(Your goal): Type the entries again, word for word.
--
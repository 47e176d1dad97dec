//! Client settings resolution tests
//!
//! Tests that touch FOODBOOK_* environment variables are #[serial] so they
//! never race each other.

use foodbook_app::config::{
    resolve_api_base_url, resolve_suggestion_api_key, ClientSettings, API_URL_ENV,
    DEFAULT_API_BASE_URL, SUGGESTION_API_KEY_ENV,
};
use foodbook_common::config::{SuggestionConfig, TomlConfig};
use serial_test::serial;
use std::time::Duration;

fn toml_with_url(url: &str) -> TomlConfig {
    TomlConfig {
        api_base_url: Some(url.to_string()),
        ..Default::default()
    }
}

#[test]
#[serial]
fn test_cli_url_overrides_env_and_toml() {
    std::env::set_var(API_URL_ENV, "http://env:1");
    let url = resolve_api_base_url(Some("http://cli:1"), &toml_with_url("http://toml:1"));
    assert_eq!(url, "http://cli:1");
    std::env::remove_var(API_URL_ENV);
}

#[test]
#[serial]
fn test_env_url_overrides_toml() {
    std::env::set_var(API_URL_ENV, "http://env:1/");
    let url = resolve_api_base_url(None, &toml_with_url("http://toml:1"));
    assert_eq!(url, "http://env:1");
    std::env::remove_var(API_URL_ENV);
}

#[test]
#[serial]
fn test_toml_url_then_default() {
    std::env::remove_var(API_URL_ENV);
    assert_eq!(resolve_api_base_url(None, &toml_with_url("http://toml:1")), "http://toml:1");
    assert_eq!(resolve_api_base_url(None, &TomlConfig::default()), DEFAULT_API_BASE_URL);
}

#[test]
#[serial]
fn test_blank_env_url_is_ignored() {
    std::env::set_var(API_URL_ENV, "   ");
    assert_eq!(resolve_api_base_url(None, &TomlConfig::default()), DEFAULT_API_BASE_URL);
    std::env::remove_var(API_URL_ENV);
}

#[test]
#[serial]
fn test_suggestion_key_env_wins_over_toml() {
    std::env::set_var(SUGGESTION_API_KEY_ENV, "env-key");
    let toml = TomlConfig {
        suggestions: SuggestionConfig {
            api_key: Some("toml-key".to_string()),
            ..Default::default()
        },
        ..Default::default()
    };
    assert_eq!(resolve_suggestion_api_key(&toml).as_deref(), Some("env-key"));

    std::env::remove_var(SUGGESTION_API_KEY_ENV);
    assert_eq!(resolve_suggestion_api_key(&toml).as_deref(), Some("toml-key"));
}

#[test]
#[serial]
fn test_suggestion_key_optional() {
    std::env::remove_var(SUGGESTION_API_KEY_ENV);
    assert_eq!(resolve_suggestion_api_key(&TomlConfig::default()), None);
}

#[test]
#[serial]
fn test_resolve_defaults() {
    std::env::remove_var(API_URL_ENV);
    std::env::remove_var(SUGGESTION_API_KEY_ENV);

    let settings = ClientSettings::resolve(None, None, &TomlConfig::default());
    assert_eq!(settings, ClientSettings::default());
    assert_eq!(settings.request_timeout, Duration::from_secs(120));
}

#[test]
#[serial]
fn test_resolve_from_toml_file() {
    std::env::remove_var(API_URL_ENV);
    std::env::remove_var(SUGGESTION_API_KEY_ENV);

    let dir = tempfile::tempdir().unwrap();
    let path = dir.path().join("config.toml");
    std::fs::write(
        &path,
        r#"
api_base_url = "http://localhost:8080"
request_timeout_secs = 30

[suggestions]
api_key = "from-file"
"#,
    )
    .unwrap();

    let toml = TomlConfig::load(&path).unwrap();
    let settings = ClientSettings::resolve(None, None, &toml);
    assert_eq!(settings.api_base_url, "http://localhost:8080");
    assert_eq!(settings.request_timeout, Duration::from_secs(30));
    assert_eq!(settings.suggestion.api_key.as_deref(), Some("from-file"));
}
--
(Expected answer):
repository 47e176d1dad97dec
//! Client settings resolution tests
//!
//! Tests that touch FOODBOOK_* environment variables are #[serial] so they
//! never race each other.

use foodbook_app::config::{
    resolve_api_base_url, resolve_suggestion_api_key, ClientSettings, API_URL_ENV,
    DEFAULT_API_BASE_URL, SUGGESTION_API_KEY_ENV,
};
use foodbook_common::config::{SuggestionConfig, TomlConfig};
use serial_test::serial;
use std::time::Duration;

fn toml_with_url(url: &str) -> TomlConfig {
    TomlConfig {
        api_base_url: Some(url.to_string()),
        ..Default::default()
    }
}

#[test]
#[serial]
fn test_cli_url_overrides_env_and_toml() {
    std::env::set_var(API_URL_ENV, "http://env:1");
    let url = resolve_api_base_url(Some("http://cli:1"), &toml_with_url("http://toml:1"));
    assert_eq!(url, "http://cli:1");
    std::env::remove_var(API_URL_ENV);
}

#[test]
#[serial]
fn test_env_url_overrides_toml() {
    std::env::set_var(API_URL_ENV, "http://env:1/");
    let url = resolve_api_base_url(None, &toml_with_url("http://toml:1"));
    assert_eq!(url, "http://env:1");
    std::env::remove_var(API_URL_ENV);
}

#[test]
#[serial]
fn test_toml_url_then_default() {
    std::env::remove_var(API_URL_ENV);
    assert_eq!(resolve_api_base_url(None, &toml_with_url("http://toml:1")), "http://toml:1");
    assert_eq!(resolve_api_base_url(None, &TomlConfig::default()), DEFAULT_API_BASE_URL);
}

#[test]
#[serial]
fn test_blank_env_url_is_ignored() {
    std::env::set_var(API_URL_ENV, "   ");
    assert_eq!(resolve_api_base_url(None, &TomlConfig::default()), DEFAULT_API_BASE_URL);
    std::env::remove_var(API_URL_ENV);
}

#[test]
#[serial]
fn test_suggestion_key_env_wins_over_toml() {
    std::env::set_var(SUGGESTION_API_KEY_ENV, "env-key");
    let toml = TomlConfig {
        suggestions: SuggestionConfig {
            api_key: Some("toml-key".to_string()),
            ..Default::default()
        },
        ..Default::default()
    };
    assert_eq!(resolve_suggestion_api_key(&toml).as_deref(), Some("env-key"));

    std::env::remove_var(SUGGESTION_API_KEY_ENV);
    assert_eq!(resolve_suggestion_api_key(&toml).as_deref(), Some("toml-key"));
}

#[test]
#[serial]
fn test_suggestion_key_optional() {
    std::env::remove_var(SUGGESTION_API_KEY_ENV);
    assert_eq!(resolve_suggestion_api_key(&TomlConfig::default()), None);
}

#[test]
#[serial]
fn test_resolve_defaults() {
    std::env::remove_var(API_URL_ENV);
    std::env::remove_var(SUGGESTION_API_KEY_ENV);

    let settings = ClientSettings::resolve(None, None, &TomlConfig::default());
    assert_eq!(settings, ClientSettings::default());
    assert_eq!(settings.request_timeout, Duration::from_secs(120));
}

#[test]
#[serial]
fn test_resolve_from_toml_file() {
    std::env::remove_var(API_URL_ENV);
    std::env::remove_var(SUGGESTION_API_KEY_ENV);

    let dir = tempfile::tempdir().unwrap();
    let path = dir.path().join("config.toml");
    std::fs::write(
        &path,
        r#"
api_base_url = "http://localhost:8080"
request_timeout_secs = 30

[suggestions]
api_key = "from-file"
"#,
    )
    .unwrap();

    let toml = TomlConfig::load(&path).unwrap();
    let settings = ClientSettings::resolve(None, None, &toml);
    assert_eq!(settings.api_base_url, "http://localhost:8080");
    assert_eq!(settings.request_timeout, Duration::from_secs(30));
    assert_eq!(settings.suggestion.api_key.as_deref(), Some("from-file"));
}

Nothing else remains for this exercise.